Defense Secretary Jim Mattis speaks during a news conference at NATO headquarters in Brussels on Thursday. (Virginia Mayo/Associated Press)

WE DON’T blame America’s European allies for fretting about the Trump administration’s impact on their security. Far too much for anyone’s comfort, President Trump has talked up U.S. relations with Russia and talked down its long-standing commitment to the North Atlantic Treaty Organization, calling it an “obsolete” alliance, whose non-U.S. members “aren’t paying what they should.” And all of that is not to mention Europe’s angst about making common cause with a president who seems to have a very different notion of Western values than his predecessors did — or the Europeans do.

Mr. Trump’s words regarding NATO have been sloppy and unwise, and the reassuring message Mr. Trump’s defense secretary, Jim Mattis, offered in Brussels last week offset them only somewhat.
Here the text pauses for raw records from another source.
//! # Contactless Transport
//!
//! The verifier never talks to a radio directly. A platform adapter hands it
//! a [`Tag`], the tag may offer a [`Transport`], and the transport moves raw
//! APDU frames. [`LoopbackTransport`] plugs an in-process [`Responder`] into
//! the same seam.

use std::sync::Arc;
use std::time::Duration;

use parking_lot::Mutex;
use tracing::{debug, trace};

use super::error::SessionError;
use super::responder::{DeactivationReason, Responder};
use crate::config::TRANSCEIVE_TIMEOUT;
use crate::storage::TicketRepository;

/// A connection to a discovered tag.
pub trait Transport: Send {
    /// Open the link.
    fn connect(&mut self) -> Result<(), SessionError>;

    /// Bound every subsequent [`transceive`](Transport::transceive).
    fn set_timeout(&mut self, timeout: Duration);

    /// Send one command frame and wait for its response frame.
    fn transceive(&mut self, command: &[u8]) -> Result<Vec<u8>, SessionError>;

    /// Close the link. Must be safe to call more than once.
    fn close(&mut self);

    /// Whether the link is open.
    fn is_connected(&self) -> bool;
}

/// A discovered tag.
pub trait Tag {
    /// Tag identifier, for logs.
    fn id(&self) -> Vec<u8> {
        Vec::new()
    }

    /// The tag's transport, or `None` if it does not speak ISO-DEP.
    fn transport(&self) -> Option<Box<dyn Transport>>;
}

// ---------------------------------------------------------------------------
// ConnectionGuard
// ---------------------------------------------------------------------------

/// Owns a transport for the length of one exchange and closes it on drop,
/// whatever path the exchange leaves by.
pub struct ConnectionGuard {
    transport: Box<dyn Transport>,
}

impl ConnectionGuard {
    /// Take ownership of `transport`.
    pub fn new(transport: Box<dyn Transport>) -> Self {
        Self { transport }
    }

    /// Connect and apply `timeout`.
    pub fn open(&mut self, timeout: Duration) -> Result<(), SessionError> {
        self.transport.connect()?;
        self.transport.set_timeout(timeout);
        Ok(())
    }

    /// Exchange one frame.
    pub fn transceive(&mut self, command: &[u8]) -> Result<Vec<u8>, SessionError> {
        trace!(len = command.len(), "-> frame");
        let response = self.transport.transceive(command)?;
        trace!(len = response.len(), "<- frame");
        Ok(response)
    }
}

impl Drop for ConnectionGuard {
    fn drop(&mut self) {
        self.transport.close();
        debug!("transport closed");
    }
}

// ---------------------------------------------------------------------------
// Loopback
// ---------------------------------------------------------------------------

/// A responder shared between the holder and any loopback links to it.
pub type SharedResponder<R> = Arc<Mutex<Responder<R>>>;

/// In-process transport straight into a [`Responder`].
///
/// Closing the link deactivates the responder, as a real field drop does.
pub struct LoopbackTransport<R: TicketRepository> {
    responder: SharedResponder<R>,
    connected: bool,
    timeout: Duration,
}

impl<R: TicketRepository> LoopbackTransport<R> {
    /// Link to `responder`. Not yet connected.
    pub fn new(responder: SharedResponder<R>) -> Self {
        Self {
            responder,
            connected: false,
            timeout: TRANSCEIVE_TIMEOUT,
        }
    }

    /// The timeout last applied.
    pub fn timeout(&self) -> Duration {
        self.timeout
    }
}

impl<R: TicketRepository> Transport for LoopbackTransport<R> {
    fn connect(&mut self) -> Result<(), SessionError> {
        self.connected = true;
        Ok(())
    }

    fn set_timeout(&mut self, timeout: Duration) {
        self.timeout = timeout;
    }

    fn transceive(&mut self, command: &[u8]) -> Result<Vec<u8>, SessionError> {
        if !self.connected {
            return Err(SessionError::Transport("link not connected".to_string()));
        }
        let mut responder = self
            .responder
            .try_lock_for(self.timeout)
            .ok_or(SessionError::Timeout)?;
        Ok(responder.process_command(command))
    }

    fn close(&mut self) {
        if self.connected {
            self.connected = false;
            self.responder
                .lock()
                .on_deactivated(DeactivationReason::LinkLoss);
        }
    }

    fn is_connected(&self) -> bool {
        self.connected
    }
}

/// A tag backed by an in-process responder.
pub struct LoopbackTag<R: TicketRepository> {
    responder: SharedResponder<R>,
}

impl<R: TicketRepository> LoopbackTag<R> {
    /// Tag in front of `responder`.
    pub fn new(responder: SharedResponder<R>) -> Self {
        Self { responder }
    }
}

impl<R: TicketRepository + 'static> Tag for LoopbackTag<R> {
    fn id(&self) -> Vec<u8> {
        b"loopback".to_vec()
    }

    fn transport(&self) -> Option<Box<dyn Transport>> {
        Some(Box::new(LoopbackTransport::new(Arc::clone(&self.responder))))
    }
}
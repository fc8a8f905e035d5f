//! # Protocol Configuration & Constants
//!
//! Every magic number in TapTicket lives here. The wire constants are shared
//! by the holder (card emulation) and the verifier (reader) side, so a
//! change on one side without the other breaks every tap in the field.

use std::time::Duration;

// ---------------------------------------------------------------------------
// Protocol Version
// ---------------------------------------------------------------------------

/// Protocol version string, reported by the CLI.
pub const PROTOCOL_VERSION: &str = "0.1.0";

// ---------------------------------------------------------------------------
// Application Identifier
// ---------------------------------------------------------------------------

/// The 7-byte proprietary AID the holder registers for card emulation.
/// The leading `F0` nibble marks it as a proprietary (unregistered) AID.
pub const APPLICATION_ID: [u8; 7] = [0xF0, 0x01, 0x02, 0x03, 0x04, 0x05, 0x06];

// ---------------------------------------------------------------------------
// APDU Layout
// ---------------------------------------------------------------------------

/// SELECT by DF name: CLA, INS, P1, P2.
pub const SELECT_HEADER: [u8; 4] = [0x00, 0xA4, 0x04, 0x00];

/// Class byte used for the two data commands.
pub const CLA_PROPRIETARY: u8 = 0x00;

/// Instruction byte of the SELECT command.
pub const INS_SELECT: u8 = 0xA4;

/// Instruction byte of GET_TICKET_META.
pub const INS_GET_TICKET_META: u8 = 0xA1;

/// Instruction byte of CHALLENGE.
pub const INS_CHALLENGE: u8 = 0xA2;

/// Offset of the instruction byte inside a command APDU.
pub const INS_OFFSET: usize = 1;

/// Length of the fixed command header (CLA INS P1 P2).
pub const HEADER_LENGTH: usize = 4;

/// Offset of the command data field (after the header and Lc).
pub const DATA_OFFSET: usize = HEADER_LENGTH + 1;

// ---------------------------------------------------------------------------
// Status Words
// ---------------------------------------------------------------------------

/// `90 00` -- normal processing.
pub const SW_SUCCESS: [u8; 2] = [0x90, 0x00];

/// `6F 00` -- no precise diagnosis. Every failure maps here so a probing
/// reader learns nothing about why a command was refused.
pub const SW_FAILURE: [u8; 2] = [0x6F, 0x00];

/// Length of the status trailer appended to every response.
pub const STATUS_LENGTH: usize = 2;

// ---------------------------------------------------------------------------
// Field Sizes
// ---------------------------------------------------------------------------

/// Challenge payload length on the wire. Challenges are left zero-padded.
pub const CHALLENGE_LENGTH: usize = 32;

/// Ticket nonce length. The ticket ID is the SHA-256 of these bytes.
pub const NONCE_LENGTH: usize = 32;

/// SHA-256 output length.
pub const HASH_OUTPUT_LENGTH: usize = 32;

/// Longest ticket ID the 1-byte length prefix can describe.
pub const MAX_TICKET_ID_LENGTH: usize = u8::MAX as usize;

/// Longest integer the 2-byte length prefixes can describe.
pub const MAX_INTEGER_LENGTH: usize = u16::MAX as usize;

// ---------------------------------------------------------------------------
// Timing
// ---------------------------------------------------------------------------

/// Bound on every blocking transport step (connect, transceive). A tap that
/// stalls longer than this is treated as a lost link.
pub const TRANSCEIVE_TIMEOUT: Duration = Duration::from_secs(5);

// ---------------------------------------------------------------------------
// Group Parameters
// ---------------------------------------------------------------------------

/// RFC 3526 2048-bit MODP group 14 prime. A safe prime: `(p - 1) / 2` is
/// prime too.
pub const GROUP_MODULUS_HEX: &str = concat!(
    "FFFFFFFFFFFFFFFFC90FDAA22168C234C4C6628B80DC1CD1",
    "29024E088A67CC74020BBEA63B139B22514A08798E3404DD",
    "EF9519B3CD3A431B302B0A6DF25F14374FE1356D6D51C245",
    "E485B576625E7EC6F44C42E9A637ED6B0BFF5CB6F406B7ED",
    "EE386BFB5A899FA5AE9F24117C4B1FE649286651ECE45B3D",
    "C2007CB8A163BF0598DA48361C55D39A69163FA8FD24CF5F",
    "83655D23DCA3AD961C62F356208552BB9ED529077096966D",
    "670C354E4ABC9804F1746C08CA18217C32905E462E36CE3B",
    "E39E772C180E86039B2783A2EC07A28FB5C55DF06F4C52C9",
    "DE2BCBF6955817183995497CEA956AE515D2261898FA0510",
    "15728E5A8AACAA68FFFFFFFFFFFFFFFF",
);

/// Group generator. 2 is a quadratic residue modulo the group 14 prime, so
/// it generates the prime-order subgroup of size `(p - 1) / 2`.
pub const GROUP_GENERATOR: u32 = 2;

/// Nominal 256-bit scalar order used to draw signing nonces and to reduce
/// incoming challenges.
pub const SCALAR_ORDER_HEX: &str =
    "FFFFFFFFFFFFFFFFFFFFFFFFFFFFFFFEBAAEDCE6AF48A03BBFD25E8CD0364141";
Yet in a way, Europe was warned: In 2011, Robert Gates, secretary of defense under President Barack Obama, told a Brussels audience that the transatlantic allies’ failure to keep up their military spending could lead to a U.S. backlash against them, or even abandonment. “If current trends in the decline of European defense capabilities are not halted and reversed,” Gates said, “future U.S. political leaders . . . may not consider the return on America’s investment in NATO worth the cost.” To this day, however, only two major NATO nations except for the United States spend 2 percent of their economic output on defense, as the alliance expects.

Among the worst offenders is Europe’s richest and most influential country, Germany, which spends about 1.2 percent of output — a lower percentage than Portugal’s. Of the $100 billion needed for Europe and Canada to meet their annual defense obligations, $30 billion would have to come from Germany, according to former NATO official Fabrice Pothier. To be fair, the 2 percent benchmark is a bit arbitrary; it can include items that don’t affect current capabilities, such as military pensions. What’s more, Berlin has been ramping up spending in recent years, despite its own public’s attachment to pacifism and fiscal discipline, and despite the need not to frighten its neighbors, who have long memories about the last time a unified Germany expanded its military power.

For all that, when Mr. Mattis instructed the European allies to do more last week, he was only telling them to act in their clear self-interest. There are two possibilities: The first is that the Trump administration’s assurances of support for NATO, which Mr. Mattis repeated, are insincere, in which case Europe will soon need more independent capability against Russia and other threats. The second is that transatlantic ties are and will remain strong and Mr. Trump is simply trying to cut a better deal so as to enhance the alliance’s legitimacy with an increasingly skeptical American electorate. Either way, Europe would be wise to hedge by accelerating investment in its long-neglected capabilities. It is a good sign that German Defense Minister Ursula von der Leyen promised more spending in response to Mr. Mattis’s plea. “The U.S. is right,” Ms. von der Leyen said, referring to the country, not its leader. She, too, was right.